• **Work order**: Would you return the lines between the one holding "Err(shared) => ConnectionContext" and the one holding "let addr = parse_socket_addr(&self.context.settings.listen)?;", inclusive, and only those, exactly as they stand in the listing below?
▶
//! Relay server module
//!
//! Accepts inbound connections, optionally terminates TLS, opens the outbound
//! connection (optionally originating TLS) and hands both streams to the
//! forwarder.

use log::{debug, error, info};
use openssl::ssl::{Ssl, SslAcceptor, SslConnector};
use std::net::SocketAddr;
use std::pin::Pin;
use std::sync::Arc;
use tokio::io::{AsyncRead, AsyncWrite};
use tokio::net::{TcpListener, TcpStream};
use tokio::sync::mpsc;
use tokio::task::JoinSet;
use tokio::time::timeout;
use tokio_openssl::SslStream;

use super::forwarder::proxy_data;
use super::handler::{Direction, Flow, Handler, Passthrough};
use super::message::{create_channel, RelayHandle, RelayMessage, RelayStats};
use crate::common::{bind_reuse_listener, parse_socket_addr, Result, UtilError};
use crate::config::RelaySettings;
use crate::tls::{client_ssl, create_tls_acceptor, insecure_connector, self_signed_acceptor};

/// Common name of the generated listener certificate
const SELF_SIGNED_CN: &str = "localhost";

trait RelayStream: AsyncRead + AsyncWrite + Unpin + Send {}

impl<T: AsyncRead + AsyncWrite + Unpin + Send> RelayStream for T {}

type BoxedStream = Box<dyn RelayStream>;

/// State shared by every connection task
struct ConnectionContext {
    settings: RelaySettings,
    remote_host: String,
    remote_port: u16,
    acceptor: Option<SslAcceptor>,
    connector: Option<SslConnector>,
    handler: Arc<dyn Handler>,
}

/// TCP/TLS relay
///
/// # Example
///
/// ```no_run
/// # use utilkit::config::RelaySettings;
/// # use utilkit::relay::Relay;
/// # async fn demo() -> utilkit::Result<()> {
/// let relay = Relay::new(RelaySettings::new("127.0.0.1:8443", "example.com:80"))?;
/// relay.run().await
/// # }
/// ```
pub struct Relay {
    context: Arc<ConnectionContext>,
}

impl Relay {
    /// Create a relay with a passthrough handler
    ///
    /// Settings are validated and TLS material is prepared up front.
    pub fn new(settings: RelaySettings) -> Result<Self> {
        settings.validate()?;
        let (remote_host, remote_port) = settings.remote_host_port()?;

        let acceptor = match (&settings.server_cert, &settings.server_key) {
            (Some(cert), Some(key)) => Some(create_tls_acceptor(cert, key)?),
            _ if settings.tls_server => Some(self_signed_acceptor(SELF_SIGNED_CN)?),
            _ => None,
        };
        let connector = if settings.tls_upstream {
            Some(insecure_connector()?)
        } else {
            None
        };

        Ok(Self {
            context: Arc::new(ConnectionContext {
                settings,
                remote_host,
                remote_port,
                acceptor,
                connector,
                handler: Arc::new(Passthrough),
            }),
        })
    }

    /// Replace the chunk handler
    pub fn with_handler(self, handler: impl Handler) -> Self {
        self.with_shared_handler(Arc::new(handler))
    }

    pub fn with_shared_handler(self, handler: Arc<dyn Handler>) -> Self {
        let context = match Arc::try_unwrap(self.context) {
            Ok(mut context) => {
                context.handler = handler;
                context
            }
            Err(shared) => ConnectionContext {
                settings: shared.settings.clone(),
                remote_host: shared.remote_host.clone(),
                remote_port: shared.remote_port,
                acceptor: shared.acceptor.clone(),
                connector: shared.connector.clone(),
                handler,
            },
        };
        Self {
            context: Arc::new(context),
        }
    }

    pub fn settings(&self) -> &RelaySettings {
        &self.context.settings
    }

    /// Bind the listening socket with `SO_REUSEADDR`
    pub fn bind(&self) -> Result<TcpListener> {
        let addr = parse_socket_addr(&self.context.settings.listen)?;
        let listener = bind_reuse_listener(addr)?;
        Ok(TcpListener::from_std(listener)?)
    }

    /// Serve until the process ends or accepting fails fatally
    pub async fn run(self) -> Result<()> {
        let listener = self.bind()?;
        // Keep the sender alive so the control branch stays idle
        let (_sender, receiver) = create_channel();
        self.serve(listener, receiver).await
    }

    /// Serve in the background and return a control handle
    pub async fn start(self) -> Result<RelayHandle> {
        let listener = self.bind()?;
        let local_addr = listener.local_addr()?;
        let (sender, receiver) = create_channel();
        let task = tokio::spawn(self.serve(listener, receiver));
        Ok(RelayHandle::new(local_addr, sender, task))
    }

    async fn serve(
        self,
        listener: TcpListener,
        mut receiver: mpsc::Receiver<RelayMessage>,
    ) -> Result<()> {
        info!(
            "Relay started, listening on {}: {}",
            listener.local_addr()?,
            self.context.settings
        );

        let mut tasks = JoinSet::new();
        let mut accepted = 0u64;

        loop {
            tokio::select! {
                incoming = listener.accept() => match incoming {
                    Ok((client_stream, client_addr)) => {
                        accepted += 1;
                        info!("Accepted connection from {}", client_addr);
                        let context = Arc::clone(&self.context);
                        tasks.spawn(async move {
                            if let Err(e) = handle_connection(client_stream, client_addr, context).await {
                                error!("Connection from {} failed: {}", client_addr, e);
                            }
                        });
                    }
                    Err(e) => error!("Error accepting connection: {}", e),
                },
                Some(message) = receiver.recv() => match message {
                    RelayMessage::Stats(reply) => {
                        let _ = reply.send(RelayStats {
                            active: tasks.len(),
                            accepted,
                        });
                    }
                    RelayMessage::Shutdown => {
                        info!("Relay on {} shutting down", listener.local_addr()?);
                        tasks.shutdown().await;
                        return Ok(());
                    }
                },
                Some(result) = tasks.join_next(), if !tasks.is_empty() => {
                    if let Err(e) = result {
                        if !e.is_cancelled() {
                            error!("Task error: {}", e);
                        }
                    }
                }
            }
        }
    }
}

/// Relay a single inbound connection
async fn handle_connection(
    client_stream: TcpStream,
    client_addr: SocketAddr,
    context: Arc<ConnectionContext>,
) -> Result<()> {
    let client: BoxedStream = match &context.acceptor {
        Some(acceptor) => Box::new(accept_tls(acceptor, client_stream).await?),
        None => Box::new(client_stream),
    };

    let settings = &context.settings;
    let remote_stream = timeout(
        settings.connect_timeout_duration(),
        TcpStream::connect((context.remote_host.as_str(), context.remote_port)),
    )
    .await
    .map_err(|_| UtilError::Timeout(format!("connecting to {}", settings.remote)))??;
    let remote_addr = remote_stream.peer_addr()?;

    let remote: BoxedStream = match &context.connector {
        Some(connector) => {
            Box::new(connect_tls(connector, &context.remote_host, remote_stream).await?)
        }
        None => Box::new(remote_stream),
    };

    debug!("[Established] {} <=> {}", client_addr, remote_addr);
    let outbound = Flow::new(Direction::Outbound, client_addr, remote_addr);
    proxy_data(
        client,
        remote,
        outbound,
        Arc::clone(&context.handler),
        settings.buffer_size,
    )
    .await;

    Ok(())
}

async fn accept_tls(acceptor: &SslAcceptor, stream: TcpStream) -> Result<SslStream<TcpStream>> {
    let ssl = Ssl::new(acceptor.context())?;
    let mut stream = SslStream::new(ssl, stream)?;

    Pin::new(&mut stream)
        .accept()
        .await
        .map_err(|e| UtilError::TlsHandshake(e.to_string()))?;

    debug!("TLS handshake with client successful");
    Ok(stream)
}

async fn connect_tls(
    connector: &SslConnector,
    host: &str,
    stream: TcpStream,
) -> Result<SslStream<TcpStream>> {
    let ssl = client_ssl(connector, host)?;
    let mut stream = SslStream::new(ssl, stream)?;

    Pin::new(&mut stream)
        .connect()
        .await
        .map_err(|e| UtilError::TlsHandshake(e.to_string()))?;

    debug!("TLS handshake with {} successful", host);
    Ok(stream)
}

/// Run the relay on the current runtime until it stops
pub async fn run_proxy_async<H: Handler>(settings: RelaySettings, handler: H) -> Result<()> {
    Relay::new(settings)?.with_handler(handler).run().await
}

/// Run the relay on a dedicated runtime, blocking the calling thread
pub fn run_proxy<H: Handler>(settings: RelaySettings, handler: H) -> Result<()> {
    let runtime = tokio::runtime::Builder::new_multi_thread()
        .thread_name("utilkit-relay")
        .enable_all()
        .build()?;
    runtime.block_on(run_proxy_async(settings, handler))
}

#[cfg(test)]
mod tests {
    use super::*;

    #[test]
    fn test_relay_new() {
        let relay = Relay::new(RelaySettings::new("127.0.0.1:0", "127.0.0.1:6000")).unwrap();
        assert!(relay.context.acceptor.is_none());
        assert!(relay.context.connector.is_none());
        assert_eq!(relay.context.remote_port, 6000);
    }

    #[test]
    fn test_relay_tls_material() {
        let mut settings = RelaySettings::new("127.0.0.1:0", "example.com:443");
        settings.tls_server = true;
        settings.tls_upstream = true;

        let relay = Relay::new(settings).unwrap();
        assert!(relay.context.acceptor.is_some());
        assert!(relay.context.connector.is_some());
        assert_eq!(relay.context.remote_host, "example.com");
    }

    #[test]
    fn test_relay_rejects_bad_remote() {
        assert!(Relay::new(RelaySettings::new("127.0.0.1:0", "no-port")).is_err());
    }

    #[tokio::test]
    async fn test_start_and_stats() {
        let relay = Relay::new(RelaySettings::new("127.0.0.1:0", "127.0.0.1:1")).unwrap();
        let handle = relay.start().await.unwrap();
        assert_ne!(handle.local_addr().port(), 0);

        let stats = handle.stats().await.unwrap();
        assert_eq!(stats, RelayStats::default());
        handle.shutdown().await.unwrap();
    }
}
◀
• **Result below**:
            Err(shared) => ConnectionContext {
                settings: shared.settings.clone(),
                remote_host: shared.remote_host.clone(),
                remote_port: shared.remote_port,
                acceptor: shared.acceptor.clone(),
                connector: shared.connector.clone(),
                handler,
            },
        };
        Self {
            context: Arc::new(context),
        }
    }

    pub fn settings(&self) -> &RelaySettings {
        &self.context.settings
    }

    /// Bind the listening socket with `SO_REUSEADDR`
    pub fn bind(&self) -> Result<TcpListener> {
        let addr = parse_socket_addr(&self.context.settings.listen)?;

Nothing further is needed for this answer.